BACKGROUND: Regulatory and cytotoxic T cells are key players in the host's anticancer immune response. We studied the spatial distribution of FoxP+ and CD8+ cells to identify potential interactions. METHODS: In 202 patients 103 pre-radiochemotherapy biopsies and 153 post-radiochemotherapy tumour specimens of advanced rectal cancer were available and an immunohistochemical double staining of FoxP3+ and CD8+ tumour-infiltrating lymphocytes was performed to investigate cell density and cell-to-cell distances. RESULTS: FoxP3+ cells decreased after radiochemotherapy by a factor of 3 while CD8+ cells remained nearly unchanged.
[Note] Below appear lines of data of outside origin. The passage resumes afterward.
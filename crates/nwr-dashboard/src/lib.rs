//! # nwr-dashboard
//!
//! Web dashboard for NWR Audit Central.
//!
//! Server-rendered pages behind a cookie session:
//! - Login / logout
//! - Overview dashboard
//! - Para history and para details
//! - Audit breakdown per unit and metric
//! - Reminder-email panel (audit department only)
//!
//! ## Tech Stack
//!
//! - Axum for HTTP server
//! - Route protection as an axum middleware per access level
//! - Signed session tokens in an `HttpOnly` cookie
//! - Tailwind CSS from CDN for styling

pub mod auth;
pub mod error;
pub mod guard;
pub mod handlers;
pub mod pages;
pub mod routes;
pub mod server;
pub mod session;
pub mod state;
pub mod templates;

pub use error::DashboardError;
pub use server::DashboardServer;
pub use state::AppState;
High epithelial (p=0.033) and stromal (p=0.009) FoxP3+ cell density was associated with an improved overall survival. Cell-to-cell distances of randomly distributed cells were simulated and compared to observed cell-to-cell distances. Observed distances shorter than the simulated, random distances were hypothesized to represent FoxP3+ cells actively interacting with CD8+ cells. Epithelial short distances were associated with a favourable prognosis while the opposite was true for the stromal compartment. CONCLUSION: The analysis of cell-to-cell distances may offer a tool to predict outcome, maybe by identifying functionally active, interacting infiltrating inflammatory cells in different tumour compartments.